Las Salinas: a very nice, small, Dominican town, exactly like we had envisioned from the guide. We shopped for produce at an open air Colmado, ate lunch at a small restaurant for $10, had beers at another open air bar/shop for a few dollars (pictures of all this on Facebook!), walked the salt pans, and toured the Dunes National Park. Since we also did some boat chores and sat out a rainy day on the boat, five days went back in a flash. The Commandante reprimanded us when we went in for our despacho as we had told him we'd stay three days, but he was quickly disarmed by Linda's smile and broken Spanish telling him how pretty his town is. He finally produced our original despacho that his sailors had been looking for, and they then generated our next despacho for Boca Chica.
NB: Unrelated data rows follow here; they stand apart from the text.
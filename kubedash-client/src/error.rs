use std::time::Duration;

use kube::error::DiscoveryError;

use crate::fetch::ResourceKind;

/// Failure of a single list call, classified where the call is made.
///
/// Cloneable so one failure can be handed to every consumer of a broadcast.
#[derive(Clone, Debug, PartialEq, Eq, thiserror::Error)]
pub enum FetchError {
    #[error("cannot reach the cluster API: {0}")]
    Transport(String),

    #[error("{kind} is not served by this cluster")]
    Unsupported { kind: ResourceKind },

    #[error("cluster API rejected the {kind} list: {message}")]
    Validation { kind: ResourceKind, message: String },

    #[error("cluster API returned {code} ({reason}) for {kind}: {message}")]
    Api {
        kind: ResourceKind,
        code: u16,
        reason: String,
        message: String,
    },

    #[error("{kind} list did not complete within {timeout:?}")]
    Timeout { kind: ResourceKind, timeout: Duration },

    #[error("{kind} fetch ended without producing a result")]
    Abandoned { kind: ResourceKind },
}

impl FetchError {
    /// Classify a kube client error for a list of `kind`.
    ///
    /// Only the structured status code is consulted, never the reason text.
    pub fn from_kube(kind: ResourceKind, err: kube::Error) -> Self {
        match err {
            kube::Error::Api(resp) => match resp.code {
                404 => Self::Unsupported { kind },
                400 | 422 => Self::Validation {
                    kind,
                    message: resp.message,
                },
                code => Self::Api {
                    kind,
                    code,
                    reason: resp.reason,
                    message: resp.message,
                },
            },
            kube::Error::Discovery(DiscoveryError::MissingResource(_))
            | kube::Error::Discovery(DiscoveryError::MissingKind(_))
            | kube::Error::Discovery(DiscoveryError::MissingApiGroup(_)) => {
                Self::Unsupported { kind }
            }
            other => Self::Transport(other.to_string()),
        }
    }

    /// True when the targeted kind does not exist on this cluster.
    pub fn is_unsupported(&self) -> bool {
        matches!(self, Self::Unsupported { .. })
    }

    pub fn kind(&self) -> Option<ResourceKind> {
        match self {
            Self::Transport(_) => None,
            Self::Unsupported { kind }
            | Self::Validation { kind, .. }
            | Self::Api { kind, .. }
            | Self::Timeout { kind, .. }
            | Self::Abandoned { kind } => Some(*kind),
        }
    }
}

/// A single subject could not be correlated. Never fails a whole list.
#[derive(Clone, Debug, PartialEq, Eq, thiserror::Error)]
pub enum CorrelationError {
    #[error("{kind} {namespace}/{name} has no pod selector")]
    MissingSelector {
        kind: ResourceKind,
        namespace: String,
        name: String,
    },

    #[error("unknown selector operator {operator:?} on key {key:?}")]
    InvalidOperator { key: String, operator: String },

    #[error("selector operator {operator} on key {key:?} requires values")]
    MissingValues { key: String, operator: String },

    #[error("selector operator {operator} on key {key:?} must not carry values")]
    UnexpectedValues { key: String, operator: String },
}

#[derive(Debug, thiserror::Error)]
pub enum ConfigError {
    #[error("invalid config: {0}")]
    Invalid(String),

    #[error("cannot read config file {path}: {source}")]
    Read {
        path: String,
        #[source]
        source: std::io::Error,
    },

    #[error("cannot parse config file {path}: {source}")]
    Parse {
        path: String,
        #[source]
        source: serde_yaml::Error,
    },
}

#[derive(Debug, thiserror::Error)]
pub enum ChartError {
    #[error("{0} must be a directory")]
    NotADirectory(String),

    #[error("{0} must be a file, not a directory")]
    NotAFile(String),

    #[error("could not create {path}: {source}")]
    CreateDir {
        path: String,
        #[source]
        source: std::io::Error,
    },

    #[error("no release installer is configured")]
    NoInstaller,

    #[error("no chart repository manager is configured")]
    NoRepositoryManager,

    #[error("invalid chart repository: {0}")]
    InvalidRepository(String),

    #[error("repository {0} already exists, pick a different name")]
    RepositoryExists(String),

    #[error("repository {0} is not in the repositories list")]
    UnknownRepository(String),

    #[error("could not remove {path}: {source}")]
    RemoveCache {
        path: String,
        #[source]
        source: std::io::Error,
    },

    #[error("chart repository {repo}: {source}")]
    Repository {
        repo: String,
        #[source]
        source: Box<dyn std::error::Error + Send + Sync>,
    },

    #[error("invalid chart deployment: {0}")]
    InvalidSpec(String),

    #[error("installing release {release} failed: {source}")]
    Install {
        release: String,
        #[source]
        source: Box<dyn std::error::Error + Send + Sync>,
    },
}

/// Errors surfaced through the JSON entry points.
#[derive(Debug, thiserror::Error)]
pub enum DashboardError {
    #[error(transparent)]
    Fetch(#[from] FetchError),

    #[error(transparent)]
    Chart(#[from] ChartError),

    #[error(transparent)]
    Config(#[from] ConfigError),

    #[error("cannot build cluster client: {0}")]
    Client(#[from] kube::Error),

    #[error("cannot build cluster client: {0}")]
    Kubeconfig(#[from] kube::config::KubeconfigError),

    #[error("bad json: {0}")]
    Json(#[from] k8s_openapi::serde_json::Error),

    #[error("unknown list kind {0:?}")]
    UnknownKind(String),

    #[error("{kind} {namespace}/{name} not found")]
    NotFound {
        kind: ResourceKind,
        namespace: String,
        name: String,
    },
}
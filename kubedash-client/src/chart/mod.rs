mod deploy;
mod repo;
mod repository;

pub use deploy::{
    deploy_chart, deploy_chart_response, AppDeploymentFromChartResponse,
    AppDeploymentFromChartSpec, ChartRef, ReleaseInstaller,
};
pub use repo::{ensure_home, RepoPaths};
pub use repository::{
    add_repository, get_repository_charts, get_repository_list, remove_repository, ChartSpec,
    RepositoryChartListSpec, RepositoryListSpec, RepositoryManager, RepositorySpec,
};
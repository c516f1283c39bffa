use std::{
    fs,
    path::{Path, PathBuf},
};

use serde::{Deserialize, Serialize};
use tracing::info;

use crate::error::ChartError;

/// Where the chart repository registry lives on disk.
#[derive(Debug, Clone, PartialEq, Eq, Serialize, Deserialize)]
#[serde(rename_all = "camelCase")]
pub struct RepoPaths {
    pub home_dir: PathBuf,
    pub cache_dir: PathBuf,
    pub local_dir: PathBuf,
    pub repo_file: PathBuf,
}

impl RepoPaths {
    pub fn from_home(home: impl Into<PathBuf>) -> Self {
        let home_dir = home.into();
        let repository = home_dir.join("repository");
        Self {
            cache_dir: repository.join("cache"),
            local_dir: repository.join("local"),
            repo_file: repository.join("repositories.yaml"),
            home_dir,
        }
    }

    pub fn repository_dir(&self) -> PathBuf {
        self.home_dir.join("repository")
    }

    pub fn cache_index_file(&self, repo: &str) -> PathBuf {
        self.cache_dir.join(format!("{repo}-index.yaml"))
    }
}

impl Default for RepoPaths {
    fn default() -> Self {
        Self::from_home("/.helm")
    }
}

/// Create the registry directories that are missing.
///
/// The repository file itself is left to the release subsystem.
pub fn ensure_home(paths: &RepoPaths) -> Result<(), ChartError> {
    let dirs = [
        paths.home_dir.clone(),
        paths.repository_dir(),
        paths.cache_dir.clone(),
        paths.local_dir.clone(),
    ];
    for dir in &dirs {
        ensure_dir(dir)?;
    }

    if paths.repo_file.is_dir() {
        return Err(ChartError::NotAFile(paths.repo_file.display().to_string()));
    }
    Ok(())
}

fn ensure_dir(dir: &Path) -> Result<(), ChartError> {
    match fs::metadata(dir) {
        Ok(meta) if meta.is_dir() => Ok(()),
        Ok(_) => Err(ChartError::NotADirectory(dir.display().to_string())),
        Err(_) => {
            info!(path = %dir.display(), "creating");
            fs::create_dir_all(dir).map_err(|source| ChartError::CreateDir {
                path: dir.display().to_string(),
                source,
            })
        }
    }
}

#[cfg(test)]
mod tests {
    use super::*;

    #[test]
    fn paths_derive_from_home() {
        let paths = RepoPaths::from_home("/srv/helm");
        assert_eq!(paths.cache_dir, PathBuf::from("/srv/helm/repository/cache"));
        assert_eq!(
            paths.repo_file,
            PathBuf::from("/srv/helm/repository/repositories.yaml")
        );
        assert_eq!(
            paths.cache_index_file("stable"),
            PathBuf::from("/srv/helm/repository/cache/stable-index.yaml")
        );
    }

    #[test]
    fn creates_missing_directories_and_is_repeatable() {
        let tmp = tempfile::tempdir().unwrap();
        let paths = RepoPaths::from_home(tmp.path().join("helm"));

        ensure_home(&paths).unwrap();
        assert!(paths.cache_dir.is_dir());
        assert!(paths.local_dir.is_dir());
        ensure_home(&paths).unwrap();
    }

    #[test]
    fn file_in_place_of_directory_is_rejected() {
        let tmp = tempfile::tempdir().unwrap();
        let home = tmp.path().join("helm");
        fs::write(&home, b"").unwrap();

        let err = ensure_home(&RepoPaths::from_home(&home)).unwrap_err();
        assert!(matches!(err, ChartError::NotADirectory(_)));
    }

    #[test]
    fn directory_in_place_of_repo_file_is_rejected() {
        let tmp = tempfile::tempdir().unwrap();
        let paths = RepoPaths::from_home(tmp.path());
        fs::create_dir_all(&paths.repo_file).unwrap();

        let err = ensure_home(&paths).unwrap_err();
        assert!(matches!(err, ChartError::NotAFile(_)));
    }
}
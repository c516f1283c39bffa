use serde::Deserialize;

use crate::utils::AccessorMode;

mod filter;
mod sort;

pub use filter::filter_dynamic;
pub use sort::sort_dynamic;

/// Items that can be sorted and filtered by named field.
pub trait Selectable {
    fn filterable_fields() -> &'static [&'static str];

    fn field(&self, name: &str, mode: AccessorMode) -> Option<String>;
}

#[derive(Debug, Clone, Copy, Default, PartialEq, Eq, Deserialize)]
#[serde(rename_all = "lowercase")]
pub enum SortOrder {
    #[default]
    Asc,
    Desc,
}

#[derive(Debug, Clone, Copy, PartialEq, Eq, Deserialize)]
#[serde(rename_all = "camelCase")]
pub struct Pagination {
    pub items_per_page: usize,
    /// Zero-based.
    #[serde(default)]
    pub page: usize,
}

/// Sort, filter and page a correlated list.
#[derive(Debug, Clone, Default, PartialEq, Eq, Deserialize)]
#[serde(default, rename_all = "camelCase")]
pub struct DataSelectQuery {
    pub sort_by: Option<String>,
    pub sort_order: SortOrder,
    pub filter: Option<String>,
    pub pagination: Option<Pagination>,
}

impl DataSelectQuery {
    /// Everything, in source order.
    pub fn none() -> Self {
        Self::default()
    }

    pub fn sorted_by(mut self, field: &str, order: SortOrder) -> Self {
        self.sort_by = Some(field.to_string());
        self.sort_order = order;
        self
    }

    pub fn filtered(mut self, patterns: &str) -> Self {
        self.filter = Some(patterns.to_string());
        self
    }

    pub fn paged(mut self, items_per_page: usize, page: usize) -> Self {
        self.pagination = Some(Pagination {
            items_per_page,
            page,
        });
        self
    }

    /// Returns the selected page and the number of items that passed the filter.
    pub fn apply<T: Selectable>(&self, items: Vec<T>) -> (Vec<T>, usize) {
        let mut items = match self.filter.as_deref() {
            Some(patterns) => filter_dynamic(items, patterns, T::filterable_fields(), |item, f| {
                item.field(f, AccessorMode::Filter)
            }),
            None => items,
        };

        // A blank field falls back to namespace; no field at all keeps source order.
        let sort_by = self.sort_by.as_deref().map(|s| match s.trim() {
            "" => "namespace".to_string(),
            field => field.to_lowercase(),
        });
        if let Some(field) = sort_by {
            sort_dynamic(&mut items, &field, self.sort_order, |item, f| {
                item.field(f, AccessorMode::Sort)
            });
        }

        let total = items.len();
        let items = match self.pagination {
            Some(Pagination {
                items_per_page,
                page,
            }) if items_per_page > 0 => items
                .into_iter()
                .skip(page.saturating_mul(items_per_page))
                .take(items_per_page)
                .collect(),
            _ => items,
        };

        (items, total)
    }
}

#[cfg(test)]
mod tests {
    use super::*;
    use crate::utils::pad_key;

    #[derive(Debug, Clone, PartialEq)]
    struct Row {
        namespace: &'static str,
        name: &'static str,
        failed: usize,
    }

    impl Selectable for Row {
        fn filterable_fields() -> &'static [&'static str] {
            &["namespace", "name"]
        }

        fn field(&self, name: &str, mode: AccessorMode) -> Option<String> {
            match name {
                "namespace" => Some(self.namespace.to_string()),
                "name" => Some(self.name.to_string()),
                "failed" => Some(match mode {
                    AccessorMode::Sort => pad_key(self.failed),
                    AccessorMode::Filter => self.failed.to_string(),
                }),
                _ => None,
            }
        }
    }

    fn rows() -> Vec<Row> {
        vec![
            Row { namespace: "prod", name: "web", failed: 2 },
            Row { namespace: "dev", name: "web", failed: 11 },
            Row { namespace: "prod", name: "api", failed: 0 },
            Row { namespace: "dev", name: "db", failed: 1 },
        ]
    }

    fn names(rows: &[Row]) -> Vec<String> {
        rows.iter().map(|r| format!("{}/{}", r.namespace, r.name)).collect()
    }

    #[test]
    fn none_keeps_source_order() {
        let (items, total) = DataSelectQuery::none().apply(rows());
        assert_eq!(items, rows());
        assert_eq!(total, 4);
    }

    #[test]
    fn sorts_by_namespace_then_name() {
        let (items, _) = DataSelectQuery::none()
            .sorted_by("namespace", SortOrder::Asc)
            .apply(rows());
        assert_eq!(names(&items), vec!["dev/db", "dev/web", "prod/api", "prod/web"]);
    }

    #[test]
    fn sorts_counts_numerically_descending() {
        let (items, _) = DataSelectQuery::none()
            .sorted_by("failed", SortOrder::Desc)
            .apply(rows());
        assert_eq!(items.iter().map(|r| r.failed).collect::<Vec<_>>(), vec![11, 2, 1, 0]);
    }

    #[test]
    fn total_counts_filtered_items_before_paging() {
        let query = DataSelectQuery::none()
            .filtered("web")
            .sorted_by("namespace", SortOrder::Asc)
            .paged(1, 1);
        let (items, total) = query.apply(rows());
        assert_eq!(total, 2);
        assert_eq!(names(&items), vec!["prod/web"]);
    }

    #[test]
    fn out_of_range_page_is_empty() {
        let (items, total) = DataSelectQuery::none().paged(3, 5).apply(rows());
        assert!(items.is_empty());
        assert_eq!(total, 4);
    }

    #[test]
    fn query_deserializes_from_camel_case() {
        let query: DataSelectQuery = k8s_openapi::serde_json::from_value(k8s_openapi::serde_json::json!({
            "sortBy": "name",
            "sortOrder": "desc",
            "filter": "!kube",
            "pagination": { "itemsPerPage": 10, "page": 2 }
        }))
        .unwrap();
        assert_eq!(query.sort_order, SortOrder::Desc);
        assert_eq!(query.pagination, Some(Pagination { items_per_page: 10, page: 2 }));
    }
}
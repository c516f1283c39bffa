/// Keep the items matching a comma-separated pattern list.
///
/// * Prefix a pattern with `!` for negative filtering
/// * All patterns must hold for an item to be kept
/// * A pattern is found when any of `fields` contains its text
///
/// ```text
/// "prod,!canary"
/// └── keep items that contain "prod" and do not contain "canary"
/// ```
#[tracing::instrument(skip(data, get_field_value))]
pub fn filter_dynamic<T, F>(
    data: Vec<T>,
    patterns: &str,
    fields: &[&str],
    get_field_value: F,
) -> Vec<T>
where
    F: Fn(&T, &str) -> Option<String>,
{
    let compiled: Vec<(bool, &str)> = patterns
        .split(',')
        .map(str::trim)
        .filter(|raw| !raw.is_empty())
        .map(|raw| match raw.strip_prefix('!') {
            Some(text) => (true, text),
            None => (false, raw),
        })
        .collect();

    if compiled.is_empty() {
        return data;
    }

    data.into_iter()
        .filter(|item| {
            compiled.iter().all(|(negative, pat)| {
                let found = fields.iter().any(|field| {
                    get_field_value(item, field)
                        .as_deref()
                        .is_some_and(|val| val.contains(pat))
                });
                found != *negative
            })
        })
        .collect()
}
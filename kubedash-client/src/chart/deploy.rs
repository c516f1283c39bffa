use std::{error::Error, fmt};

use async_trait::async_trait;
use serde::{Deserialize, Serialize};
use tracing::{error, info};

use crate::error::ChartError;

const MAX_RELEASE_NAME_LEN: usize = 53;

/// Installs a chart as a named release. Implemented by the release subsystem.
#[async_trait]
pub trait ReleaseInstaller: Send + Sync {
    async fn install_release(
        &self,
        chart: &ChartRef,
        namespace: &str,
        release_name: &str,
    ) -> Result<(), Box<dyn Error + Send + Sync>>;
}

/// `repo/name[@version]`. The repository may be omitted.
#[derive(Debug, Clone, PartialEq, Eq)]
pub struct ChartRef {
    pub repo: Option<String>,
    pub name: String,
    pub version: Option<String>,
}

impl ChartRef {
    pub fn parse(raw: &str) -> Result<Self, ChartError> {
        let raw = raw.trim();
        let (path, version) = match raw.split_once('@') {
            Some((path, version)) if !version.is_empty() => (path, Some(version.to_string())),
            Some(_) => return Err(ChartError::InvalidSpec(format!("empty chart version in {raw:?}"))),
            None => (raw, None),
        };
        let (repo, name) = match path.split_once('/') {
            Some((repo, name)) => (Some(repo.to_string()), name),
            None => (None, path),
        };

        if name.is_empty() || name.contains('/') || repo.as_deref() == Some("") {
            return Err(ChartError::InvalidSpec(format!("bad chart reference {raw:?}")));
        }
        Ok(Self {
            repo,
            name: name.to_string(),
            version,
        })
    }
}

impl fmt::Display for ChartRef {
    fn fmt(&self, f: &mut fmt::Formatter<'_>) -> fmt::Result {
        if let Some(repo) = &self.repo {
            write!(f, "{repo}/")?;
        }
        f.write_str(&self.name)?;
        if let Some(version) = &self.version {
            write!(f, "@{version}")?;
        }
        Ok(())
    }
}

#[derive(Debug, Clone, Default, PartialEq, Eq, Serialize, Deserialize)]
#[serde(rename_all = "camelCase")]
pub struct AppDeploymentFromChartSpec {
    pub chart_name: String,
    pub release_name: String,
    pub namespace: String,
}

#[derive(Debug, Clone, Default, PartialEq, Eq, Serialize, Deserialize)]
#[serde(rename_all = "camelCase")]
pub struct AppDeploymentFromChartResponse {
    pub chart_name: String,
    pub release_name: String,
    pub namespace: String,
    /// Empty on success.
    pub error: String,
}

impl AppDeploymentFromChartSpec {
    fn validate(&self) -> Result<ChartRef, ChartError> {
        if self.namespace.trim().is_empty() {
            return Err(ChartError::InvalidSpec("namespace is required".into()));
        }
        if !is_dns1123_label(&self.release_name) {
            return Err(ChartError::InvalidSpec(format!(
                "release name {:?} must be a lowercase DNS label of at most {MAX_RELEASE_NAME_LEN} characters",
                self.release_name
            )));
        }
        ChartRef::parse(&self.chart_name)
    }
}

fn is_dns1123_label(name: &str) -> bool {
    let bytes = name.as_bytes();
    let alnum = |b: &u8| b.is_ascii_lowercase() || b.is_ascii_digit();

    !bytes.is_empty()
        && bytes.len() <= MAX_RELEASE_NAME_LEN
        && bytes.first().is_some_and(alnum)
        && bytes.last().is_some_and(alnum)
        && bytes.iter().all(|b| alnum(b) || *b == b'-')
}

/// Validate `spec` and hand it to `installer`.
#[tracing::instrument(skip(installer))]
pub async fn deploy_chart(
    spec: &AppDeploymentFromChartSpec,
    installer: &dyn ReleaseInstaller,
) -> Result<(), ChartError> {
    let chart = spec.validate()?;
    info!(%chart, release = %spec.release_name, "deploying chart");

    installer
        .install_release(&chart, &spec.namespace, &spec.release_name)
        .await
        .map_err(|source| {
            error!(%source, "install failed");
            ChartError::Install {
                release: spec.release_name.clone(),
                source,
            }
        })
}

/// Like [`deploy_chart`], reporting the outcome in the response body.
pub async fn deploy_chart_response(
    spec: AppDeploymentFromChartSpec,
    installer: &dyn ReleaseInstaller,
) -> AppDeploymentFromChartResponse {
    let error = match deploy_chart(&spec, installer).await {
        Ok(()) => String::new(),
        Err(err) => err.to_string(),
    };
    AppDeploymentFromChartResponse {
        chart_name: spec.chart_name,
        release_name: spec.release_name,
        namespace: spec.namespace,
        error,
    }
}

#[cfg(test)]
mod tests {
    use super::*;
    use std::sync::Mutex;

    #[derive(Default)]
    struct RecordingInstaller {
        installs: Mutex<Vec<(String, String, String)>>,
        fail: bool,
    }

    #[async_trait]
    impl ReleaseInstaller for RecordingInstaller {
        async fn install_release(
            &self,
            chart: &ChartRef,
            namespace: &str,
            release_name: &str,
        ) -> Result<(), Box<dyn Error + Send + Sync>> {
            self.installs.lock().unwrap().push((
                chart.to_string(),
                namespace.to_string(),
                release_name.to_string(),
            ));
            if self.fail {
                return Err("tiller unavailable".into());
            }
            Ok(())
        }
    }

    fn spec(chart: &str, release: &str, ns: &str) -> AppDeploymentFromChartSpec {
        AppDeploymentFromChartSpec {
            chart_name: chart.into(),
            release_name: release.into(),
            namespace: ns.into(),
        }
    }

    #[test]
    fn parses_chart_references() {
        assert_eq!(
            ChartRef::parse("stable/redis@1.2.3").unwrap(),
            ChartRef {
                repo: Some("stable".into()),
                name: "redis".into(),
                version: Some("1.2.3".into())
            }
        );
        assert_eq!(ChartRef::parse("redis").unwrap().repo, None);
        assert!(ChartRef::parse("stable/").is_err());
        assert!(ChartRef::parse("/redis").is_err());
        assert!(ChartRef::parse("a/b/c").is_err());
        assert!(ChartRef::parse("redis@").is_err());
    }

    #[test]
    fn release_names_are_dns_labels() {
        assert!(is_dns1123_label("my-release-1"));
        assert!(!is_dns1123_label(""));
        assert!(!is_dns1123_label("My-Release"));
        assert!(!is_dns1123_label("-leading"));
        assert!(!is_dns1123_label("trailing-"));
        assert!(!is_dns1123_label("under_score"));
        assert!(is_dns1123_label(&"a".repeat(53)));
        assert!(!is_dns1123_label(&"a".repeat(54)));
    }

    #[tokio::test]
    async fn installs_valid_deployments() {
        let installer = RecordingInstaller::default();
        deploy_chart(&spec("stable/redis", "cache", "prod"), &installer)
            .await
            .unwrap();

        assert_eq!(
            *installer.installs.lock().unwrap(),
            vec![("stable/redis".to_string(), "prod".to_string(), "cache".to_string())]
        );
    }

    #[tokio::test]
    async fn invalid_specs_never_reach_the_installer() {
        let installer = RecordingInstaller::default();
        for bad in [
            spec("stable/redis", "Bad_Name", "prod"),
            spec("stable/redis", "cache", ""),
            spec("", "cache", "prod"),
        ] {
            let err = deploy_chart(&bad, &installer).await.unwrap_err();
            assert!(matches!(err, ChartError::InvalidSpec(_)), "{bad:?}");
        }
        assert!(installer.installs.lock().unwrap().is_empty());
    }

    #[tokio::test]
    async fn install_failures_are_reported_in_the_response() {
        let installer = RecordingInstaller {
            fail: true,
            ..Default::default()
        };
        let response = deploy_chart_response(spec("stable/redis", "cache", "prod"), &installer).await;

        assert_eq!(response.release_name, "cache");
        assert!(response.error.contains("tiller unavailable"), "{}", response.error);
    }
}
We motorsailed to Boca Chica overnight through a light rain, with the lights of Santo Domingo just off our port side. After being guided in by Raul to ensure we missed the shallow spots, we picked up the first mooring ball and stripped off our foul weather gear. Evidently Raul phoned the Coast Guard, and because we had already cleared in to the country (back in Puerto Plata), they didn't come visit. After paying for 4 nights on the mooring and putting a deposit on the restroom/shower key, we were settled into Boca Chica and ready to explore this suburb, as well as the capital of Santo Domingo.